Que los datos se estén consolidando como motor de la economía global podría no ser tan sorpresivo a primera vista, pero vale la pena ir al detalle de lo que esto significa y lo que evidencia respecto de cómo se transporta la información a nivel mundial.
En un estudio realizado por el think tank estadounidense Progressive Policy Institute (PPI), el vicepresidente y director de Comercio y Mercados Globales, Ed Gresser, entregó una cifra cuya magnitud resulta difícil de dimensionar: el tráfico de internet alcanzará los sextillones de bytes en 2027.
Pero es mejor ir paso a paso. Un byte es una unidad que sirve para medir información digital. Un email de texto simple contiene 2.000 bytes, un vídeo de TikTok –de esos que entrampan en doomscrolling– está compuesto por cerca de 8 millones de bytes. Dependiendo de la cantidad de bytes, el nombre va cambiando a megabyte (1 millón de bytes), gigabyte (1.000 megabytes) o terabyte (1.000 gigabytes). Mucho más arriba en esa escala aparece el zettabyte, equivalente a 10²¹ bytes, es decir, un 1 seguido de 21 ceros.
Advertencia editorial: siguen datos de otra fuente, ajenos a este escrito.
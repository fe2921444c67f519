//! webtrack-http - Authenticated request gateway for the WebTrack API.
//!
//! All calls flow through a [`Gateway`], which attaches the stored bearer
//! token and, when the server answers `401 Unauthorized`, refreshes the
//! credential and replays the request exactly once.
//!
//! # Example
//!
//! ```no_run
//! use std::sync::Arc;
//! use webtrack_core::{ApiUrl, Credentials, MemoryStore};
//! use webtrack_http::{Gateway, GatewayConfig};
//!
//! # async fn example() -> Result<(), webtrack_core::Error> {
//! let config = GatewayConfig::new(ApiUrl::new("http://localhost:8000")?);
//! let gateway = Gateway::new(config, Arc::new(MemoryStore::new()))?;
//!
//! gateway.login(&Credentials::new("alice", "secret")).await?;
//! let me: serde_json::Value = gateway.users().me().await?;
//! println!("{}", me["username"]);
//! # Ok(())
//! # }
//! ```

mod api;
mod config;
mod gateway;
mod request;
pub mod resources;

pub use api::{TOKEN_OBTAIN_PATH, TOKEN_REFRESH_PATH};
pub use config::GatewayConfig;
pub use gateway::Gateway;
pub use request::{ApiRequest, ApiResponse, Attempt};

pub use reqwest::{Method, StatusCode};
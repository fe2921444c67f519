//! webtrack - command-line client for the WebTrack API.
//!
//! A thin wrapper over `webtrack-http`: every command goes through the
//! authenticated gateway, so expired access tokens are refreshed
//! transparently and a dead session sends you back to `webtrack login`.

mod cli;
mod commands;
mod output;
mod session;

use anyhow::Result;
use clap::Parser;
use tracing_subscriber::{EnvFilter, fmt, prelude::*};

use cli::Cli;

#[tokio::main]
async fn main() -> Result<()> {
    let cli = Cli::parse();

    init_logging(cli.global.verbose, cli.global.json_logs);

    commands::handle(cli).await
}

fn init_logging(verbosity: u8, json: bool) {
    let filter = match verbosity {
        0 => "warn",
        1 => "info",
        2 => "debug",
        _ => "trace",
    };

    let filter = EnvFilter::try_from_default_env().unwrap_or_else(|_| EnvFilter::new(filter));

    if json {
        tracing_subscriber::registry()
            .with(filter)
            .with(fmt::layer().json().with_writer(std::io::stderr))
            .init();
    } else {
        tracing_subscriber::registry()
            .with(filter)
            .with(fmt::layer().with_target(false).with_writer(std::io::stderr))
            .init();
    }
}
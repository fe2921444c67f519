//! Credential store trait.

use std::collections::HashMap;
use std::sync::RwLock;

use crate::Result;
use crate::error::StoreError;
use crate::tokens::{AccessToken, RefreshToken};

/// Key holding the access token.
pub const ACCESS_TOKEN_KEY: &str = "token";

/// Key holding the refresh token.
pub const REFRESH_TOKEN_KEY: &str = "refresh_token";

/// A string key-value store holding the session's credentials.
///
/// Implementations synchronize internally; the gateway shares one store
/// between all in-flight requests.
pub trait CredentialStore: Send + Sync {
    /// Read a value.
    fn get(&self, key: &str) -> Result<Option<String>>;

    /// Write a value, replacing any previous one.
    fn set(&self, key: &str, value: &str) -> Result<()>;

    /// Remove a value. Removing a missing key is not an error.
    fn remove(&self, key: &str) -> Result<()>;

    /// Store a fresh access token, and the rotated refresh token if any.
    ///
    /// Implementations backed by shared storage should override this so both
    /// keys change in a single write.
    fn store_tokens(&self, access: &AccessToken, refresh: Option<&RefreshToken>) -> Result<()> {
        self.set(ACCESS_TOKEN_KEY, access.as_str())?;
        if let Some(refresh) = refresh {
            self.set(REFRESH_TOKEN_KEY, refresh.as_str())?;
        }
        Ok(())
    }

    /// Remove both tokens.
    fn clear_tokens(&self) -> Result<()> {
        self.remove(ACCESS_TOKEN_KEY)?;
        self.remove(REFRESH_TOKEN_KEY)
    }

    /// Returns the stored access token.
    fn access_token(&self) -> Result<Option<AccessToken>> {
        Ok(self.get(ACCESS_TOKEN_KEY)?.map(AccessToken::new))
    }

    /// Returns the stored refresh token.
    fn refresh_token(&self) -> Result<Option<RefreshToken>> {
        Ok(self.get(REFRESH_TOKEN_KEY)?.map(RefreshToken::new))
    }
}

/// In-process credential store.
#[derive(Debug, Default)]
pub struct MemoryStore {
    values: RwLock<HashMap<String, String>>,
}

impl MemoryStore {
    /// Create an empty store.
    pub fn new() -> Self {
        Self::default()
    }

    /// Create a store already holding a session.
    pub fn with_tokens(access: impl Into<String>, refresh: impl Into<String>) -> Self {
        let mut values = HashMap::new();
        values.insert(ACCESS_TOKEN_KEY.to_string(), access.into());
        values.insert(REFRESH_TOKEN_KEY.to_string(), refresh.into());
        Self {
            values: RwLock::new(values),
        }
    }
}

impl CredentialStore for MemoryStore {
    fn get(&self, key: &str) -> Result<Option<String>> {
        let values = self.values.read().map_err(|_| StoreError::Poisoned)?;
        Ok(values.get(key).cloned())
    }

    fn set(&self, key: &str, value: &str) -> Result<()> {
        let mut values = self.values.write().map_err(|_| StoreError::Poisoned)?;
        values.insert(key.to_string(), value.to_string());
        Ok(())
    }

    fn remove(&self, key: &str) -> Result<()> {
        let mut values = self.values.write().map_err(|_| StoreError::Poisoned)?;
        values.remove(key);
        Ok(())
    }

    fn store_tokens(&self, access: &AccessToken, refresh: Option<&RefreshToken>) -> Result<()> {
        let mut values = self.values.write().map_err(|_| StoreError::Poisoned)?;
        values.insert(ACCESS_TOKEN_KEY.to_string(), access.as_str().to_string());
        if let Some(refresh) = refresh {
            values.insert(REFRESH_TOKEN_KEY.to_string(), refresh.as_str().to_string());
        }
        Ok(())
    }

    fn clear_tokens(&self) -> Result<()> {
        let mut values = self.values.write().map_err(|_| StoreError::Poisoned)?;
        values.remove(ACCESS_TOKEN_KEY);
        values.remove(REFRESH_TOKEN_KEY);
        Ok(())
    }
}
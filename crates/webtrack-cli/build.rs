//! Build script to capture git version information at compile time.

use std::process::Command;

fn main() {
    // Tell Cargo to rerun this if git state changes
    println!("cargo:rerun-if-changed=.git/HEAD");
    println!("cargo:rerun-if-changed=.git/refs/");

    let version = git_version().unwrap_or_else(|| env!("CARGO_PKG_VERSION").to_string());

    println!("cargo:rustc-env=WEBTRACK_VERSION={}", version);
}

fn git_version() -> Option<String> {
    let output = Command::new("git")
        .args(["describe", "--tags", "--always", "--dirty"])
        .output()
        .ok()?;

    if !output.status.success() {
        return None;
    }

    let version = String::from_utf8(output.stdout).ok()?;
    let version = version.trim();
    if version.is_empty() {
        return None;
    }

    Some(version.strip_prefix('v').unwrap_or(version).to_string())
}
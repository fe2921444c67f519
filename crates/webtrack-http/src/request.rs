//! Request descriptors and buffered responses.

use bytes::Bytes;
use reqwest::header::{HeaderMap, HeaderName, HeaderValue};
use reqwest::{Method, StatusCode};
use serde::Serialize;
use serde::de::DeserializeOwned;

use webtrack_core::Result;
use webtrack_core::error::{InvalidInputError, ProtocolError, TransportError};

/// Which dispatch of a request is being made.
///
/// A request is dispatched at most twice: once as sent by the caller and
/// once more after a successful token refresh.
#[derive(Debug, Clone, Copy, PartialEq, Eq)]
pub enum Attempt {
    Original,
    Retry,
}

impl Attempt {
    /// The attempt that follows this one, if any remains.
    pub fn next(self) -> Option<Attempt> {
        match self {
            Attempt::Original => Some(Attempt::Retry),
            Attempt::Retry => None,
        }
    }
}

/// An outbound API call.
///
/// Requests are immutable once built; the gateway re-dispatches the same value
/// with a new bearer token when it retries.
#[derive(Debug, Clone)]
pub struct ApiRequest {
    method: Method,
    path: String,
    query: Vec<(String, String)>,
    headers: HeaderMap,
    body: Option<serde_json::Value>,
}

impl ApiRequest {
    /// Create a request for a path relative to the API origin.
    pub fn new(method: Method, path: impl Into<String>) -> Self {
        Self {
            method,
            path: path.into(),
            query: Vec::new(),
            headers: HeaderMap::new(),
            body: None,
        }
    }

    pub fn get(path: impl Into<String>) -> Self {
        Self::new(Method::GET, path)
    }

    pub fn post(path: impl Into<String>) -> Self {
        Self::new(Method::POST, path)
    }

    pub fn put(path: impl Into<String>) -> Self {
        Self::new(Method::PUT, path)
    }

    pub fn patch(path: impl Into<String>) -> Self {
        Self::new(Method::PATCH, path)
    }

    pub fn delete(path: impl Into<String>) -> Self {
        Self::new(Method::DELETE, path)
    }

    /// Append one query parameter.
    pub fn query_pair(mut self, key: impl Into<String>, value: impl Into<String>) -> Self {
        self.query.push((key.into(), value.into()));
        self
    }

    /// Append query parameters from a serializable struct.
    ///
    /// Fields serializing to `null` are skipped, so `Option` filters that are
    /// `None` never reach the wire.
    pub fn with_query<Q: Serialize + ?Sized>(mut self, params: &Q) -> Result<Self> {
        let value = serde_json::to_value(params).map_err(|e| InvalidInputError::Other {
            message: format!("query parameters: {}", e),
        })?;

        match value {
            serde_json::Value::Null => {}
            serde_json::Value::Object(map) => {
                for (key, value) in map {
                    match value {
                        serde_json::Value::Null => {}
                        serde_json::Value::String(s) => self.query.push((key, s)),
                        other => self.query.push((key, other.to_string())),
                    }
                }
            }
            _ => {
                return Err(InvalidInputError::Other {
                    message: "query parameters must serialize to an object".to_string(),
                }
                .into());
            }
        }

        Ok(self)
    }

    /// Attach a JSON body.
    pub fn with_json<B: Serialize + ?Sized>(mut self, body: &B) -> Result<Self> {
        let value = serde_json::to_value(body).map_err(|e| InvalidInputError::Other {
            message: format!("request body: {}", e),
        })?;
        self.body = Some(value);
        Ok(self)
    }

    /// Attach an extra header.
    pub fn with_header(mut self, name: &str, value: &str) -> Result<Self> {
        let header_name =
            HeaderName::from_bytes(name.as_bytes()).map_err(|_| InvalidInputError::Header {
                name: name.to_string(),
            })?;
        let header_value = HeaderValue::from_str(value).map_err(|_| InvalidInputError::Header {
            name: name.to_string(),
        })?;
        self.headers.insert(header_name, header_value);
        Ok(self)
    }

    pub fn method(&self) -> &Method {
        &self.method
    }

    pub fn path(&self) -> &str {
        &self.path
    }

    pub fn query(&self) -> &[(String, String)] {
        &self.query
    }

    pub fn headers(&self) -> &HeaderMap {
        &self.headers
    }

    pub fn body(&self) -> Option<&serde_json::Value> {
        self.body.as_ref()
    }
}

/// A fully buffered HTTP response.
#[derive(Debug, Clone)]
pub struct ApiResponse {
    status: StatusCode,
    headers: HeaderMap,
    body: Bytes,
}

impl ApiResponse {
    pub fn new(status: StatusCode, headers: HeaderMap, body: Bytes) -> Self {
        Self {
            status,
            headers,
            body,
        }
    }

    pub fn status(&self) -> StatusCode {
        self.status
    }

    pub fn headers(&self) -> &HeaderMap {
        &self.headers
    }

    pub fn body(&self) -> &Bytes {
        &self.body
    }

    pub fn is_success(&self) -> bool {
        self.status.is_success()
    }

    /// Returns true for `401 Unauthorized`.
    pub fn is_unauthorized(&self) -> bool {
        self.status == StatusCode::UNAUTHORIZED
    }

    /// The body as (lossy) UTF-8 text.
    pub fn text(&self) -> String {
        String::from_utf8_lossy(&self.body).into_owned()
    }

    /// Decode the body as JSON. An empty body decodes as `null`.
    pub fn json<T: DeserializeOwned>(&self) -> Result<T> {
        let body: &[u8] = if self.body.is_empty() {
            b"null"
        } else {
            &self.body
        };

        serde_json::from_slice(body).map_err(|e| {
            TransportError::Decode {
                message: e.to_string(),
            }
            .into()
        })
    }

    /// Turn a non-success response into a [`ProtocolError`].
    pub fn error_for_status(self) -> Result<Self> {
        if self.is_success() {
            Ok(self)
        } else {
            Err(self.protocol_error().into())
        }
    }

    /// Describe this response as a [`ProtocolError`].
    ///
    /// `detail` and `code` are read from a JSON error body when present. Bodies
    /// without `detail` (e.g. field validation errors) are kept verbatim.
    pub fn protocol_error(&self) -> ProtocolError {
        let status = self.status.as_u16();

        let Ok(serde_json::Value::Object(map)) =
            serde_json::from_slice::<serde_json::Value>(&self.body)
        else {
            return ProtocolError::new(status, None, None);
        };

        let code = map.get("code").and_then(|c| c.as_str()).map(str::to_string);
        let detail = match map.get("detail") {
            Some(serde_json::Value::String(s)) => Some(s.clone()),
            Some(other) => Some(other.to_string()),
            None if map.is_empty() => None,
            None => Some(serde_json::Value::Object(map.clone()).to_string()),
        };

        ProtocolError::new(status, code, detail)
    }
}

#[cfg(test)]
mod tests {
    use super::*;
    use serde_json::json;

    fn response(status: u16, body: &str) -> ApiResponse {
        ApiResponse::new(
            StatusCode::from_u16(status).unwrap(),
            HeaderMap::new(),
            Bytes::from(body.to_string()),
        )
    }

    #[test]
    fn attempts_allow_one_retry() {
        assert_eq!(Attempt::Original.next(), Some(Attempt::Retry));
        assert_eq!(Attempt::Retry.next(), None);
    }

    #[derive(Serialize)]
    struct Filters {
        status: Option<&'static str>,
        project: Option<u32>,
        user: Option<u32>,
    }

    #[test]
    fn query_skips_missing_filters() {
        let request = ApiRequest::get("/timesheets/")
            .with_query(&Filters {
                status: Some("PENDING"),
                project: Some(7),
                user: None,
            })
            .unwrap();

        assert_eq!(
            request.query(),
            &[
                ("status".to_string(), "PENDING".to_string()),
                ("project".to_string(), "7".to_string()),
            ]
        );
    }

    #[test]
    fn query_rejects_non_object() {
        assert!(ApiRequest::get("/x/").with_query(&[1, 2]).is_err());
    }

    #[test]
    fn invalid_header_value_is_rejected() {
        assert!(ApiRequest::get("/x/").with_header("X-Test", "line\nbreak").is_err());
    }

    #[test]
    fn empty_body_decodes_as_null() {
        let value: serde_json::Value = response(204, "").json().unwrap();
        assert!(value.is_null());
    }

    #[test]
    fn protocol_error_reads_detail_and_code() {
        let err = response(
            401,
            r#"{"detail":"Given token not valid for any token type","code":"token_not_valid"}"#,
        )
        .protocol_error();

        assert_eq!(err.status, 401);
        assert_eq!(err.code.as_deref(), Some("token_not_valid"));
        assert_eq!(
            err.detail.as_deref(),
            Some("Given token not valid for any token type")
        );
    }

    #[test]
    fn protocol_error_keeps_field_errors() {
        let err = response(400, &json!({"end_date": ["This field is required."]}).to_string())
            .protocol_error();
        assert!(err.detail.unwrap().contains("end_date"));
    }

    #[test]
    fn protocol_error_tolerates_plain_text() {
        let err = response(500, "Internal Server Error").protocol_error();
        assert_eq!(err, ProtocolError::new(500, None, None));
    }

    #[test]
    fn error_for_status_passes_success_through() {
        assert!(response(200, "{}").error_for_status().is_ok());
        assert!(response(404, "{}").error_for_status().is_err());
    }
}
//! CLI integration tests against a mock API server.
//!
//! Each test runs the built binary with an isolated credential file, so no
//! real session is touched.

use std::path::{Path, PathBuf};
use std::process::{Command, Output};

use serde_json::{Value, json};
use tempfile::TempDir;
use wiremock::matchers::{body_json, header, method, path, query_param};
use wiremock::{Mock, MockServer, ResponseTemplate};

struct Workspace {
    dir: TempDir,
}

impl Workspace {
    fn new() -> Self {
        Self {
            dir: TempDir::new().unwrap(),
        }
    }

    fn store(&self) -> PathBuf {
        self.dir.path().join("credentials.json")
    }

    /// Seed the credential file with a session against `api_url`.
    fn sign_in(&self, api_url: &str, access: &str, refresh: &str) {
        let stored = json!({
            "values": {
                "api_url": api_url,
                "token": access,
                "refresh_token": refresh,
            }
        });
        std::fs::write(self.store(), stored.to_string()).unwrap();
    }

    fn stored(&self) -> Value {
        let json = std::fs::read_to_string(self.store()).unwrap();
        serde_json::from_str::<Value>(&json).unwrap()["values"].clone()
    }

    /// Run the CLI with this workspace's store.
    async fn run(&self, args: &[&str]) -> Output {
        let mut cmd = Command::new(env!("CARGO_BIN_EXE_webtrack"));
        cmd.arg("--store").arg(self.store());
        cmd.args(args);
        cmd.env("HOME", self.dir.path());
        cmd.env("XDG_DATA_HOME", self.dir.path().join("data"));
        cmd.env_remove("WEBTRACK_API_URL");
        cmd.env_remove("WEBTRACK_STORE");
        cmd.env_remove("RUST_LOG");

        tokio::task::spawn_blocking(move || cmd.output().expect("Failed to execute CLI"))
            .await
            .unwrap()
    }

    async fn run_success(&self, args: &[&str]) -> String {
        let output = self.run(args).await;
        if !output.status.success() {
            let stderr = String::from_utf8_lossy(&output.stderr);
            panic!("CLI command failed: {:?}\nstderr: {}", args, stderr);
        }
        String::from_utf8_lossy(&output.stdout).to_string()
    }
}

fn stderr(output: &Output) -> String {
    String::from_utf8_lossy(&output.stderr).to_string()
}

fn exists(path: &Path) -> bool {
    path.try_exists().unwrap()
}

#[tokio::test(flavor = "multi_thread")]
async fn test_login_stores_tokens_and_origin() {
    let server = MockServer::start().await;
    let ws = Workspace::new();

    Mock::given(method("POST"))
        .and(path("/api/token/"))
        .and(body_json(json!({"username": "alice", "password": "pw"})))
        .respond_with(
            ResponseTemplate::new(200).set_body_json(json!({"access": "A1", "refresh": "R1"})),
        )
        .expect(1)
        .mount(&server)
        .await;

    let output = ws
        .run(&[
            "--api-url",
            &server.uri(),
            "login",
            "--username",
            "alice",
            "--password",
            "pw",
        ])
        .await;
    assert!(output.status.success(), "stderr: {}", stderr(&output));
    assert!(stderr(&output).contains("Logged in successfully"));

    let stored = ws.stored();
    assert_eq!(stored["token"], "A1");
    assert_eq!(stored["refresh_token"], "R1");
    assert_eq!(stored["api_url"], server.uri());
}

#[tokio::test(flavor = "multi_thread")]
async fn test_rejected_login_stores_nothing() {
    let server = MockServer::start().await;
    let ws = Workspace::new();

    Mock::given(method("POST"))
        .and(path("/api/token/"))
        .respond_with(ResponseTemplate::new(401).set_body_json(json!({
            "detail": "No active account found with the given credentials"
        })))
        .mount(&server)
        .await;

    let output = ws
        .run(&[
            "--api-url",
            &server.uri(),
            "login",
            "--username",
            "alice",
            "--password",
            "wrong",
        ])
        .await;
    assert!(!output.status.success());
    assert!(stderr(&output).contains("Failed to login"));
    assert!(!stderr(&output).contains("Session expired"));
    assert!(!exists(&ws.store()));
}

#[tokio::test(flavor = "multi_thread")]
async fn test_status_reports_session() {
    let ws = Workspace::new();

    let stdout = ws.run_success(&["status"]).await;
    assert!(stdout.contains("signed out"));

    ws.sign_in("http://localhost:8000", "A1", "R1");
    let stdout = ws.run_success(&["status"]).await;
    assert!(stdout.contains("signed in"));
    assert!(stdout.contains("http://localhost:8000"));
}

#[tokio::test(flavor = "multi_thread")]
async fn test_whoami_refreshes_expired_token() {
    let server = MockServer::start().await;
    let ws = Workspace::new();
    ws.sign_in(&server.uri(), "A1", "R1");

    Mock::given(method("GET"))
        .and(path("/users/me/"))
        .and(header("authorization", "Bearer A1"))
        .respond_with(ResponseTemplate::new(401).set_body_json(json!({
            "detail": "Given token not valid for any token type",
            "code": "token_not_valid"
        })))
        .expect(1)
        .mount(&server)
        .await;

    Mock::given(method("POST"))
        .and(path("/api/token/refresh/"))
        .and(body_json(json!({"refresh": "R1"})))
        .respond_with(ResponseTemplate::new(200).set_body_json(json!({"access": "A2"})))
        .expect(1)
        .mount(&server)
        .await;

    Mock::given(method("GET"))
        .and(path("/users/me/"))
        .and(header("authorization", "Bearer A2"))
        .respond_with(
            ResponseTemplate::new(200)
                .set_body_json(json!({"id": 1, "username": "alice", "role": "EMPLOYEE"})),
        )
        .expect(1)
        .mount(&server)
        .await;

    let stdout = ws.run_success(&["whoami"]).await;
    assert!(stdout.contains("alice"));
    assert!(stdout.contains("EMPLOYEE"));

    let stored = ws.stored();
    assert_eq!(stored["token"], "A2");
    assert_eq!(stored["refresh_token"], "R1");
}

#[tokio::test(flavor = "multi_thread")]
async fn test_failed_refresh_ends_session() {
    let server = MockServer::start().await;
    let ws = Workspace::new();
    ws.sign_in(&server.uri(), "A1", "R1");

    Mock::given(method("GET"))
        .and(path("/users/me/"))
        .respond_with(ResponseTemplate::new(401))
        .expect(1)
        .mount(&server)
        .await;

    Mock::given(method("POST"))
        .and(path("/api/token/refresh/"))
        .respond_with(ResponseTemplate::new(401).set_body_json(json!({
            "detail": "Token is blacklisted",
            "code": "token_not_valid"
        })))
        .expect(1)
        .mount(&server)
        .await;

    let output = ws.run(&["whoami"]).await;
    assert!(!output.status.success());
    assert!(stderr(&output).contains("webtrack login"));

    let stored = ws.stored();
    assert!(stored.get("token").is_none());
    assert!(stored.get("refresh_token").is_none());
    assert_eq!(stored["api_url"], server.uri());
}

#[tokio::test(flavor = "multi_thread")]
async fn test_commands_require_session() {
    let server = MockServer::start().await;
    let ws = Workspace::new();

    let output = ws.run(&["--api-url", &server.uri(), "timesheets"]).await;
    assert!(!output.status.success());
    assert!(stderr(&output).contains("No active session"));
    assert!(server.received_requests().await.unwrap().is_empty());
}

#[tokio::test(flavor = "multi_thread")]
async fn test_request_passes_query_and_reports_status() {
    let server = MockServer::start().await;
    let ws = Workspace::new();
    ws.sign_in(&server.uri(), "A1", "R1");

    Mock::given(method("GET"))
        .and(path("/leave-requests/"))
        .and(query_param("status", "PENDING"))
        .and(header("authorization", "Bearer A1"))
        .respond_with(ResponseTemplate::new(200).set_body_json(json!([{"id": 5}])))
        .expect(1)
        .mount(&server)
        .await;

    Mock::given(method("DELETE"))
        .and(path("/leave-requests/9/"))
        .respond_with(ResponseTemplate::new(404).set_body_json(json!({"detail": "Not found."})))
        .expect(1)
        .mount(&server)
        .await;

    let stdout = ws
        .run_success(&["request", "get", "/leave-requests/", "--query", "status=PENDING"])
        .await;
    assert!(stdout.contains("\"id\":5"));

    let output = ws.run(&["request", "DELETE", "/leave-requests/9/"]).await;
    assert!(!output.status.success());
    assert!(String::from_utf8_lossy(&output.stdout).contains("Not found."));
    assert!(stderr(&output).contains("404"));

    // A non-401 failure leaves the session alone
    assert_eq!(ws.stored()["token"], "A1");
}

#[tokio::test(flavor = "multi_thread")]
async fn test_logout_clears_tokens() {
    let ws = Workspace::new();
    ws.sign_in("http://localhost:8000", "A1", "R1");

    ws.run_success(&["logout"]).await;
    let stored = ws.stored();
    assert!(stored.get("token").is_none());
    assert!(stored.get("refresh_token").is_none());

    // Idempotent
    ws.run_success(&["logout"]).await;
}
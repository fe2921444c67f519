//! Raw request command implementation.

use std::io::Read;

use anyhow::{Context, Result, bail};
use clap::Args;

use webtrack_http::{ApiRequest, Method};

use crate::cli::GlobalArgs;
use crate::output;
use crate::session;

#[derive(Args, Debug)]
pub struct RequestArgs {
    /// HTTP method (GET, POST, PATCH, ...)
    pub method: String,

    /// Path relative to the API origin, e.g. /timesheets/
    pub path: String,

    /// JSON body, `@file` to read a file, or `-` for stdin
    #[arg(long, short)]
    pub data: Option<String>,

    /// Query parameter as key=value (repeatable)
    #[arg(long, short, value_parser = parse_pair)]
    pub query: Vec<(String, String)>,

    /// Pretty-print the JSON response
    #[arg(long)]
    pub pretty: bool,
}

fn parse_pair(s: &str) -> std::result::Result<(String, String), String> {
    let (key, value) = s
        .split_once('=')
        .ok_or_else(|| format!("expected key=value, got '{}'", s))?;
    if key.is_empty() {
        return Err(format!("empty key in '{}'", s));
    }
    Ok((key.to_string(), value.to_string()))
}

fn read_body(data: &str) -> Result<serde_json::Value> {
    let raw = if data == "-" {
        let mut buf = String::new();
        std::io::stdin()
            .read_to_string(&mut buf)
            .context("Failed to read stdin")?;
        buf
    } else if let Some(path) = data.strip_prefix('@') {
        std::fs::read_to_string(path).with_context(|| format!("Failed to read {}", path))?
    } else {
        data.to_string()
    };

    serde_json::from_str(&raw).context("Request body is not valid JSON")
}

pub async fn run(global: &GlobalArgs, args: RequestArgs) -> Result<()> {
    let method = Method::from_bytes(args.method.to_ascii_uppercase().as_bytes())
        .with_context(|| format!("Invalid HTTP method: {}", args.method))?;

    let mut request = ApiRequest::new(method, &args.path);
    for (key, value) in args.query {
        request = request.query_pair(key, value);
    }
    if let Some(data) = &args.data {
        let body = read_body(data)?;
        request = request.with_json(&body)?;
    }

    let gateway = session::gateway(global)?;
    let response = gateway.send(&request).await.context("Request failed")?;

    match response.json::<serde_json::Value>() {
        Ok(serde_json::Value::Null) => {}
        Ok(body) => output::json(&body, args.pretty)?,
        Err(_) => println!("{}", response.text()),
    }

    if !response.is_success() {
        bail!("Server responded with {}", response.status());
    }

    Ok(())
}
El informe del PPI revela que, desde los inicios de la World Wide Web (www), el flujo de información -llamadas, streaming, mensajes, videoconferencias, entre otros- aumentó en torno a 40 millones de veces. Solo desde el año 2000, pasó de 0,001 zettabytes a 7,94 zettabytes en 2025.

Infraestructura
De esto surge la incógnita acerca de cómo se mueven tales niveles de información de manera casi instantánea. La respuesta es más simple que la explicación de qué es un zettabyte. A diferencia de lo que se podría pensar en primera instancia, los satélites no son el medio de transporte preferido, sino los cables submarinos.
Tampoco hay que menospreciar a los satélites: estos son importantes para barcos, aviones o lugares remotos a donde los cables no pueden llegar. Sin embargo, la infraestructura de cables submarinos se volvió millones de veces más potente, algo que, a su vez, hizo caer los costos de comunicación.
Si durante los 2000 se registraron 100 cables de fibra óptica, en 2026 la sumatoria llega a 694, permitiendo que el costo promedio de acceso a internet en Estados Unidos llegue a alrededor de US$ 80 al mes.
En Chile el precio cae aún más, a un costo de cerca de US$ 3,12 por cada 100 Mbps de velocidad de internet fijo, según un informe de JPMorgan citado por la Subsecretaría de Telecomunicaciones (Subtel).
Esta evolución también se ve reflejada en la cantidad de usuarios con acceso a internet. Basándose en los datos de la International Telecommunication Union, el PPI consigna que en el año 2000 las personas conectadas eran 360 millones, cifra que pasaría en 2026 a unos 6.100 millones de usuarios, aproximadamente tres cuartas partes de la población mundial.
Impacto y regulación
En términos de actividad, la Oficina de Análisis Económico informó que en 2025 las exportaciones estadounidenses de servicios de información y comunicaciones, además de los servicios digitales (entretenimiento, noticias, telemedicina, etc.) ascendieron a US$ 959 mil millones, equivalentes a poco menos del 3% del Producto Interno Bruto (PIB) .
En este contexto, Gresser argumenta que el movimiento internacional de datos ahora se presenta como una parte importante de la economía y del comercio internacionales, donde, de acuerdo con la Organización para la Cooperación y el Desarrollo Económicos (OCDE), lo más favorable sería permitir que los flujos de datos digitales tengan una libre circulación combinada con políticas regulatorias claras.
De adoptar un enfoque de “cero regulación”, podría haber una pérdida del 0,9% del PIB mundial, mientras que una política de Estado para lograr la autosuficiencia en el manejo, almacenamiento y procesamiento de datos digitales, limitando la dependencia de infraestructuras extranjeras –lo que el autor denomina “autarquía de datos”– incluso podría producir una pérdida del 4,5% del PIB, similar a la de una crisis financiera.